>>>>

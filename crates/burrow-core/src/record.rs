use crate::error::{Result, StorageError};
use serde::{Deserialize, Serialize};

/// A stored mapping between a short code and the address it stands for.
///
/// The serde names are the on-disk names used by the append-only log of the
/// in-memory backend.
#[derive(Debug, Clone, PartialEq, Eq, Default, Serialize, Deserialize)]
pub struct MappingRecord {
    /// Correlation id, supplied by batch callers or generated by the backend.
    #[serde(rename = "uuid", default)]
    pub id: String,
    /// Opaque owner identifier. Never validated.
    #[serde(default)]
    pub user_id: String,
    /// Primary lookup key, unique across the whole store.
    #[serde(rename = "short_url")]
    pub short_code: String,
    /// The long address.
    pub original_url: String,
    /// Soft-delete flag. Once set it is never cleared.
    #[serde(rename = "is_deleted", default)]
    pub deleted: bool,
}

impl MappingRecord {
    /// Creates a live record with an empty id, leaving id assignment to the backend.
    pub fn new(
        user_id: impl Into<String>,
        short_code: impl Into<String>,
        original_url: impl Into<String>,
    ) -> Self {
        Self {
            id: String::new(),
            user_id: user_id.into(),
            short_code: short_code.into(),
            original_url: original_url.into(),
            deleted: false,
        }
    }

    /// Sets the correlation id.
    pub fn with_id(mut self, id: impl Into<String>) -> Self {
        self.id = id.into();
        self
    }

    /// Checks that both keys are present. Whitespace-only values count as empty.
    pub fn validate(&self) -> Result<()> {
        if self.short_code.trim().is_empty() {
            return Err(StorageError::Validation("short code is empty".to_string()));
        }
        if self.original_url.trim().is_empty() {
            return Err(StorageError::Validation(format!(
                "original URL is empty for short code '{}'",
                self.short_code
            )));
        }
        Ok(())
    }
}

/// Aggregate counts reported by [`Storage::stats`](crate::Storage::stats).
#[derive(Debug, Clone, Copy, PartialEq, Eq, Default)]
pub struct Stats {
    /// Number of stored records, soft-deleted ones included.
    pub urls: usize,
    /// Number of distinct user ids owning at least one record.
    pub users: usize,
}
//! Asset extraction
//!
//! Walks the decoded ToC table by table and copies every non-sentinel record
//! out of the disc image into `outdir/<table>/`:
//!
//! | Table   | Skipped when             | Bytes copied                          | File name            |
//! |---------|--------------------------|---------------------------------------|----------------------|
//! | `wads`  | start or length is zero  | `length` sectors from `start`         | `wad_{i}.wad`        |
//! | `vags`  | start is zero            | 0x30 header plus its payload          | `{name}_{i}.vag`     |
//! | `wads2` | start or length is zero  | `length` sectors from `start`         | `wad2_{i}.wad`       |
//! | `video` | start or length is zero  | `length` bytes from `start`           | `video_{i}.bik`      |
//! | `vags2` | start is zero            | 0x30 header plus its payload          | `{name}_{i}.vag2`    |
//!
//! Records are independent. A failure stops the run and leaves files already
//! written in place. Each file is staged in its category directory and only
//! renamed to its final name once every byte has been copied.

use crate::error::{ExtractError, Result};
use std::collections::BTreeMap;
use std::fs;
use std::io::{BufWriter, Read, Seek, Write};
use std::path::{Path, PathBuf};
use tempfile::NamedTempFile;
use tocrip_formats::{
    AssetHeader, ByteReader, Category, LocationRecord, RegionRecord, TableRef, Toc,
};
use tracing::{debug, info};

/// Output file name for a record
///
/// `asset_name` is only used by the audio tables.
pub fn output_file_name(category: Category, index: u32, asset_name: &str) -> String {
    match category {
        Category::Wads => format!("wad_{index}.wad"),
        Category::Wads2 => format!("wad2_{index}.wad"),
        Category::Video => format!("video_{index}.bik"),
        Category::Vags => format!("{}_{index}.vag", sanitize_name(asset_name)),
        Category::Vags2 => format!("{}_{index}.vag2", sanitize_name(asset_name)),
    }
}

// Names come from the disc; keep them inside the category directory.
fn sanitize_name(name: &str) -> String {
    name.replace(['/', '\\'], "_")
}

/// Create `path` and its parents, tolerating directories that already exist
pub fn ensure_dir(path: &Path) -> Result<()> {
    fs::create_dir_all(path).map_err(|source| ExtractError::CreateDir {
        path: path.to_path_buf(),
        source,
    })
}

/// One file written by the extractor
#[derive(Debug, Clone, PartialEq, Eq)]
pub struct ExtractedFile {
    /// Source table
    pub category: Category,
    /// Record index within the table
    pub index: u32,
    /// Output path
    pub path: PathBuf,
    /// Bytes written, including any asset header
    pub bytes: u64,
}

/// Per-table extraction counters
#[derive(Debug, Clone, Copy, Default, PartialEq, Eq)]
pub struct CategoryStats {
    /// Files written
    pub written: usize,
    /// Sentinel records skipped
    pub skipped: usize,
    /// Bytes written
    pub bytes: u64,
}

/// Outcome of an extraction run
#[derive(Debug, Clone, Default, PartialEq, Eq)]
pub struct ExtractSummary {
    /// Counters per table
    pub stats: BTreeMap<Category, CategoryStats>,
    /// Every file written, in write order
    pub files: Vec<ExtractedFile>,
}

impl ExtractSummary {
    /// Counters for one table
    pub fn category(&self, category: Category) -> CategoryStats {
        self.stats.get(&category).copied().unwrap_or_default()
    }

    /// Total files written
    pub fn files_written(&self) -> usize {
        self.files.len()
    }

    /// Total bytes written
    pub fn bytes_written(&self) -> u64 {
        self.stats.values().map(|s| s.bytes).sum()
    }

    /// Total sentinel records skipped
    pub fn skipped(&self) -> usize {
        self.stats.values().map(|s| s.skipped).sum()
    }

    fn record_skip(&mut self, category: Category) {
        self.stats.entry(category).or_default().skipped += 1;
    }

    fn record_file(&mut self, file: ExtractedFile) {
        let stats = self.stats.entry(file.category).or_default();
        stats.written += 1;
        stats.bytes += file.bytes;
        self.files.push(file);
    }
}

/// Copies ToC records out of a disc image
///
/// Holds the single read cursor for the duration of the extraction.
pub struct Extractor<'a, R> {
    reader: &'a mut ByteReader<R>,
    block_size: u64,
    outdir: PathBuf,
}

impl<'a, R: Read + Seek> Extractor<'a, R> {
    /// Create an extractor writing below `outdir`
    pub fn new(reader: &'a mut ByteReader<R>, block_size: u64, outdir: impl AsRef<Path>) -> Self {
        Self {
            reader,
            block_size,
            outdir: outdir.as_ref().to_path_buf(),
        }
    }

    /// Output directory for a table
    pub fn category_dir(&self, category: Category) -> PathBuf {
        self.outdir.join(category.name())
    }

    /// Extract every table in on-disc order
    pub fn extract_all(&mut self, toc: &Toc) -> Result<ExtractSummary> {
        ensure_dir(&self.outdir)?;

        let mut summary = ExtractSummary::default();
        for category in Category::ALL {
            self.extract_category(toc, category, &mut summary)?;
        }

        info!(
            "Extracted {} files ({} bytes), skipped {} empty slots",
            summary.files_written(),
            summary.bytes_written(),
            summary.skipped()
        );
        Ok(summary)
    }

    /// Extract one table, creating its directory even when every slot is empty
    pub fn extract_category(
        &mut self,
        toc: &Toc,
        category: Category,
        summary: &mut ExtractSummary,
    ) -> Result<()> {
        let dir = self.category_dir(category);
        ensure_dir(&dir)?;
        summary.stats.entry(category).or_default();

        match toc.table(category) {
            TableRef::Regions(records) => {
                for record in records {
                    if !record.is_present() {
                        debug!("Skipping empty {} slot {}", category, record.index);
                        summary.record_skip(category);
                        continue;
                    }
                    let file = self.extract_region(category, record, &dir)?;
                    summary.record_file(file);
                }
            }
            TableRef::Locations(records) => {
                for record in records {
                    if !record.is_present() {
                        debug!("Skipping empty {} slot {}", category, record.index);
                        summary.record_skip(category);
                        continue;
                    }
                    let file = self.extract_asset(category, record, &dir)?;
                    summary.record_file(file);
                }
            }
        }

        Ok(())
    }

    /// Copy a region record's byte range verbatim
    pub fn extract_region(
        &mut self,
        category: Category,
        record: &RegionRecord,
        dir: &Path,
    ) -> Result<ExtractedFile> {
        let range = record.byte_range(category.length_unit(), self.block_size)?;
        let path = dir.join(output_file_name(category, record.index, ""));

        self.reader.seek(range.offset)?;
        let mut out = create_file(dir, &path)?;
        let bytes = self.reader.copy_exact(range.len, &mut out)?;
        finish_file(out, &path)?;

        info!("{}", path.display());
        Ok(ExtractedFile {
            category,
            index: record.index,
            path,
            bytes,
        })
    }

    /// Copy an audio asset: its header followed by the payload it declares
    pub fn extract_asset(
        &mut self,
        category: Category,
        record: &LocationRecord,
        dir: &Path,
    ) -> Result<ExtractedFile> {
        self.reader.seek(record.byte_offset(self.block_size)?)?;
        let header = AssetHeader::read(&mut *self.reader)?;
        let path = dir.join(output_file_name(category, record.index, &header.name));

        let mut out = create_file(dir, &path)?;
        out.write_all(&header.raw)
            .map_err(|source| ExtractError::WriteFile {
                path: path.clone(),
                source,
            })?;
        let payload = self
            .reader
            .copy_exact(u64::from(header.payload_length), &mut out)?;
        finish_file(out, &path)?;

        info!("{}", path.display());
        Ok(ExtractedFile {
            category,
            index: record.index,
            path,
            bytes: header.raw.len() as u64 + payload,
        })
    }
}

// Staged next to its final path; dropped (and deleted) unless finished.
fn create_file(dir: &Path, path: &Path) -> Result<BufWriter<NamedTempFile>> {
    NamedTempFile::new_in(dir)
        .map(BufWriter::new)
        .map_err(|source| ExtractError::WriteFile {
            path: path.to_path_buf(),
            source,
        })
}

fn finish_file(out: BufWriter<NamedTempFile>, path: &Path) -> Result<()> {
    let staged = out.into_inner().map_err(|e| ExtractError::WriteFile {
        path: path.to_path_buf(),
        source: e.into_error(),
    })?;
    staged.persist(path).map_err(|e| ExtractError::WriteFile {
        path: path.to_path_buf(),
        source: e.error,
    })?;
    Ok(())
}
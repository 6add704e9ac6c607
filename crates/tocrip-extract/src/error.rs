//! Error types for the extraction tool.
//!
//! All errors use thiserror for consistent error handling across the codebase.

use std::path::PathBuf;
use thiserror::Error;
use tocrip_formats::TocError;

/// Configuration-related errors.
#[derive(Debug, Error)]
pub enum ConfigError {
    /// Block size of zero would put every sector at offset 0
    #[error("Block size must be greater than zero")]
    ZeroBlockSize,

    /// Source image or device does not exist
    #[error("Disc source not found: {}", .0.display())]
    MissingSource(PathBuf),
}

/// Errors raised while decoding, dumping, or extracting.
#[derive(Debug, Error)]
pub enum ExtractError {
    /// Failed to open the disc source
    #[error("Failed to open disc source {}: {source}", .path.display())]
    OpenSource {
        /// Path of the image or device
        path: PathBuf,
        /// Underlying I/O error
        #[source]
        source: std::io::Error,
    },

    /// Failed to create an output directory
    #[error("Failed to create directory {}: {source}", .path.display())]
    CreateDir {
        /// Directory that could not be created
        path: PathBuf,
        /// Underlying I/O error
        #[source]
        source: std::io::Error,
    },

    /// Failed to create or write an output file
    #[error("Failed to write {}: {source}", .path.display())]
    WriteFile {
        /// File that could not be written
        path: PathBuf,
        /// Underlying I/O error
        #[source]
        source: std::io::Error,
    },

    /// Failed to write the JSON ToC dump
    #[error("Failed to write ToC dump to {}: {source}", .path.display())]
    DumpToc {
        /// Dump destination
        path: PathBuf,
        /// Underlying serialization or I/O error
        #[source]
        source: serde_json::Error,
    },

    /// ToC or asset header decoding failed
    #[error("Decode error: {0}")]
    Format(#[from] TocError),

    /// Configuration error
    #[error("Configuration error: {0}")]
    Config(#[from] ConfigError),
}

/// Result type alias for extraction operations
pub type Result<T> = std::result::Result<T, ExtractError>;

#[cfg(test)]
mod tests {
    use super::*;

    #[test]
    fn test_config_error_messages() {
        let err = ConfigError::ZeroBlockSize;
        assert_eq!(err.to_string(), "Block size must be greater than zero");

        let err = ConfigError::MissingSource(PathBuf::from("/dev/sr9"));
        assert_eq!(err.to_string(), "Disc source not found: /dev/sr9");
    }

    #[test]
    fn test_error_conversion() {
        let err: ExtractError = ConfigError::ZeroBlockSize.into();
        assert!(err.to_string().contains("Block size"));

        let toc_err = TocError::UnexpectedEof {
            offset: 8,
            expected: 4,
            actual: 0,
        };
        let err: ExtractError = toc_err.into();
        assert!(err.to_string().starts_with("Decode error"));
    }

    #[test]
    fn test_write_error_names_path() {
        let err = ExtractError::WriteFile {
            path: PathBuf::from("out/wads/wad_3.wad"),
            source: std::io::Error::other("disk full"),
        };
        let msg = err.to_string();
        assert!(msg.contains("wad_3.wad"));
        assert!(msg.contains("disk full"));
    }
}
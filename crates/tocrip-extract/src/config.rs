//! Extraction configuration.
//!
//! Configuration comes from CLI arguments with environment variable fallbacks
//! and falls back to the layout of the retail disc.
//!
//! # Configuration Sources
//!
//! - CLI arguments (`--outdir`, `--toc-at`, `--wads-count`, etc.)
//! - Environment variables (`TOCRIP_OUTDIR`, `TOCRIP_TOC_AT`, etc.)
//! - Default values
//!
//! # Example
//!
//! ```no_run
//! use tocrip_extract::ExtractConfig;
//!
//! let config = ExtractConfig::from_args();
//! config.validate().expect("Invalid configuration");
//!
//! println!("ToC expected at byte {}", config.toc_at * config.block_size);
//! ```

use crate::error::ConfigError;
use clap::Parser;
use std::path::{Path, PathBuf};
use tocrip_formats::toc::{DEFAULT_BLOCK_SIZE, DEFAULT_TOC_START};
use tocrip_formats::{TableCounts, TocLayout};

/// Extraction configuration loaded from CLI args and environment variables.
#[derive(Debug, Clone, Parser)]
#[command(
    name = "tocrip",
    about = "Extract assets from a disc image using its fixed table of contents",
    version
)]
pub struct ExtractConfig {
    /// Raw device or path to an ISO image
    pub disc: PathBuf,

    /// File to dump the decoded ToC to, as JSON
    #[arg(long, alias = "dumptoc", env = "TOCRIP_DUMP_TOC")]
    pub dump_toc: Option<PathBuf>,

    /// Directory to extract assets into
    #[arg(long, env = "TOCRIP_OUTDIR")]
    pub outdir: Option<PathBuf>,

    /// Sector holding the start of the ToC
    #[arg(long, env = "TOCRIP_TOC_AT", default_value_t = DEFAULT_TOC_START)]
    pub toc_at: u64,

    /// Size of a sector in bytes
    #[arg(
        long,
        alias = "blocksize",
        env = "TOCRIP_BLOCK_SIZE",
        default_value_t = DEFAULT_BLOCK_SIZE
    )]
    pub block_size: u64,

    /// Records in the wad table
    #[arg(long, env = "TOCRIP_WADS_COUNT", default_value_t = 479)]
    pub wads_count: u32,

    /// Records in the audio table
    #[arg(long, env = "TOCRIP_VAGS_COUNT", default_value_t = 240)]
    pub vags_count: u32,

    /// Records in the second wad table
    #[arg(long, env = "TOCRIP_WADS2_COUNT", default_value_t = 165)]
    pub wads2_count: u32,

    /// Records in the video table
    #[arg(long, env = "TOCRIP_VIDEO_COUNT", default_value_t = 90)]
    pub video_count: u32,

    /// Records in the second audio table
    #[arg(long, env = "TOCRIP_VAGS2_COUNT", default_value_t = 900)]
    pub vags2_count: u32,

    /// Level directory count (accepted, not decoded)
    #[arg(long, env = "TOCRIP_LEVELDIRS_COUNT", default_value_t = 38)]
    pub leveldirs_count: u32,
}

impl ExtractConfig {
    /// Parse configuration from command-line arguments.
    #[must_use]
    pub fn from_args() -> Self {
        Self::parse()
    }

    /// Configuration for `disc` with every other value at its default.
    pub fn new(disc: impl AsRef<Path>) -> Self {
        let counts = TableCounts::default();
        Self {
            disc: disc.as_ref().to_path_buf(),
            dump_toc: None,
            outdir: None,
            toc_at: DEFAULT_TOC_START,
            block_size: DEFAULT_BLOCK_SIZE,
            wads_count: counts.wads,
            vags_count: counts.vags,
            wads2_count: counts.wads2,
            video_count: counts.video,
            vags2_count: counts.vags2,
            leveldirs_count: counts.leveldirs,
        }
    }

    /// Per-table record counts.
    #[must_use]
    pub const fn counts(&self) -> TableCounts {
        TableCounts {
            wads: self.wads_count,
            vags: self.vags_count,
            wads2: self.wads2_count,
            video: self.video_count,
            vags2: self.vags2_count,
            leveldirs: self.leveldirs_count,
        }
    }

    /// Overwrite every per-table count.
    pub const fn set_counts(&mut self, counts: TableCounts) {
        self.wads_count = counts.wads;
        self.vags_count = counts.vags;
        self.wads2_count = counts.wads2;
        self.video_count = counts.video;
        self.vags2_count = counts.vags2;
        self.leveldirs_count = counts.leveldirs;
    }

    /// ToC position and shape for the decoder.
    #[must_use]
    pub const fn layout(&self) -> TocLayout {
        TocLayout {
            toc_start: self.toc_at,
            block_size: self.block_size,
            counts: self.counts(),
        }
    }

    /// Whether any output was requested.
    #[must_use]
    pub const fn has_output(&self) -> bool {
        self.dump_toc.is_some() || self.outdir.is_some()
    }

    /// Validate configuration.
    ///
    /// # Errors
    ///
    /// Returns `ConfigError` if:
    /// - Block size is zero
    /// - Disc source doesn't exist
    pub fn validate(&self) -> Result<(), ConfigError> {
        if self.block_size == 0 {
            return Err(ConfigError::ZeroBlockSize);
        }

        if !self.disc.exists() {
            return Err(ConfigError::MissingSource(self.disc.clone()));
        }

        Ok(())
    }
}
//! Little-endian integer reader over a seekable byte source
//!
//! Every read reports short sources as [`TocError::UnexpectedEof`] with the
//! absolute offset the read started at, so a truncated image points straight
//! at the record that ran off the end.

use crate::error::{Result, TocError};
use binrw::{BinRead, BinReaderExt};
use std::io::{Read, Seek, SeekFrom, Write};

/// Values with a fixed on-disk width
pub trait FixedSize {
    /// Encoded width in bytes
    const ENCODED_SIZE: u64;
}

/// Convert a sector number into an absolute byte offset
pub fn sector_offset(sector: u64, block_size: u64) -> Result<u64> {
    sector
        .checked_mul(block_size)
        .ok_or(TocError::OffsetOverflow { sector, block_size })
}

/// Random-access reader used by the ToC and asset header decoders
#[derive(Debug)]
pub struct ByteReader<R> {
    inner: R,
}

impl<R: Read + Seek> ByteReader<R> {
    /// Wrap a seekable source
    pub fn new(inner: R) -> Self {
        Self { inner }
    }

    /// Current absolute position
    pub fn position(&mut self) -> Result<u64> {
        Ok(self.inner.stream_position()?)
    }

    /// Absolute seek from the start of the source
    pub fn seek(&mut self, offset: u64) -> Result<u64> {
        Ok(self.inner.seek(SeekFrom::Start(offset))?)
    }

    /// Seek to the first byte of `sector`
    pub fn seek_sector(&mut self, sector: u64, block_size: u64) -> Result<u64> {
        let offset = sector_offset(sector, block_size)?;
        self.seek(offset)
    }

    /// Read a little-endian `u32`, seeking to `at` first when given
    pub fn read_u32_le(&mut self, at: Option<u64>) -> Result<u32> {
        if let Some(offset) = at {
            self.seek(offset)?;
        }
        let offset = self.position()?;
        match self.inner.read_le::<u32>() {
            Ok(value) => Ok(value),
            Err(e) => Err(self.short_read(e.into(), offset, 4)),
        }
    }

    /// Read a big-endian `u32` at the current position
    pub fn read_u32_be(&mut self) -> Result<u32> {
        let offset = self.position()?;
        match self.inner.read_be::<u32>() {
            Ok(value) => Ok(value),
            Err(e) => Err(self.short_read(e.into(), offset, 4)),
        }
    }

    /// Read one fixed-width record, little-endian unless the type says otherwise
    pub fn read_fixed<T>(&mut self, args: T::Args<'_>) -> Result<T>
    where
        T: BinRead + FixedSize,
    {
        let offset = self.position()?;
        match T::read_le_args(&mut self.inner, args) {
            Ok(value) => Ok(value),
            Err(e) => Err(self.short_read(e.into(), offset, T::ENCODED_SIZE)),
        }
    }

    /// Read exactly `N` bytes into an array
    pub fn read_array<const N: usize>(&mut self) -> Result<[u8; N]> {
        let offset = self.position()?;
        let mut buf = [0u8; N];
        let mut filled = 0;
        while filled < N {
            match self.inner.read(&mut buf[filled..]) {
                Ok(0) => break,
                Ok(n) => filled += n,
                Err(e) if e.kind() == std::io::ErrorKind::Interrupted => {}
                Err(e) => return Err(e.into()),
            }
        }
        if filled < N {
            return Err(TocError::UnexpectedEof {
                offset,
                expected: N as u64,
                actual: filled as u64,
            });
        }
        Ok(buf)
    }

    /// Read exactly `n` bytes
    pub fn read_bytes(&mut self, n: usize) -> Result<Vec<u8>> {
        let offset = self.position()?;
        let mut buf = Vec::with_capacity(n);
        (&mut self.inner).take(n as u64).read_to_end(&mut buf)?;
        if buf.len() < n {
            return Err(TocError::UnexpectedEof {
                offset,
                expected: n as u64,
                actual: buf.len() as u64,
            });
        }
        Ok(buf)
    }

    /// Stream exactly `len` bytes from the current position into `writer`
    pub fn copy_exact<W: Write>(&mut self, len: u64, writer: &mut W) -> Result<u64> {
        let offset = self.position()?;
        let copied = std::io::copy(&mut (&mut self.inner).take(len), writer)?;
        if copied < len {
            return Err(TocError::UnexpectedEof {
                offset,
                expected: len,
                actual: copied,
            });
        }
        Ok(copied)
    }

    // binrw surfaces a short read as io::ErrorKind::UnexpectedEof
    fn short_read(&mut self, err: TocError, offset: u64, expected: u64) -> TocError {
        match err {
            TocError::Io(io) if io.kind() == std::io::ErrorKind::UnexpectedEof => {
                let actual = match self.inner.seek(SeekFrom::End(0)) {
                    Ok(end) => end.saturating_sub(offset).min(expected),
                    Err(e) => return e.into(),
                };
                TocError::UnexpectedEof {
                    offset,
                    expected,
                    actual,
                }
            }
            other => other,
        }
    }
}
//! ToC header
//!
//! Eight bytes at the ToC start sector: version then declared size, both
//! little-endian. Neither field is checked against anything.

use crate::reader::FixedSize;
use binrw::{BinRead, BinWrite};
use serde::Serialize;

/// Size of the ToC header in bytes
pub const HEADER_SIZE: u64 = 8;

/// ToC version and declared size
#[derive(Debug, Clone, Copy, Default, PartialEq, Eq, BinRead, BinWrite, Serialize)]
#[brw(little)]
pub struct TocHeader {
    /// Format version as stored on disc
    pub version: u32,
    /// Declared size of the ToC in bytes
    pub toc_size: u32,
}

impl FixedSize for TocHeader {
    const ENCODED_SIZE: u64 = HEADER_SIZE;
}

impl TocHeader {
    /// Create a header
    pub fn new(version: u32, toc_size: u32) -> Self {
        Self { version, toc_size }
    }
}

<<<<

[Exercise objective] Tally the lines of the records holding the word "enum", then state only the tally.

[Output below] 2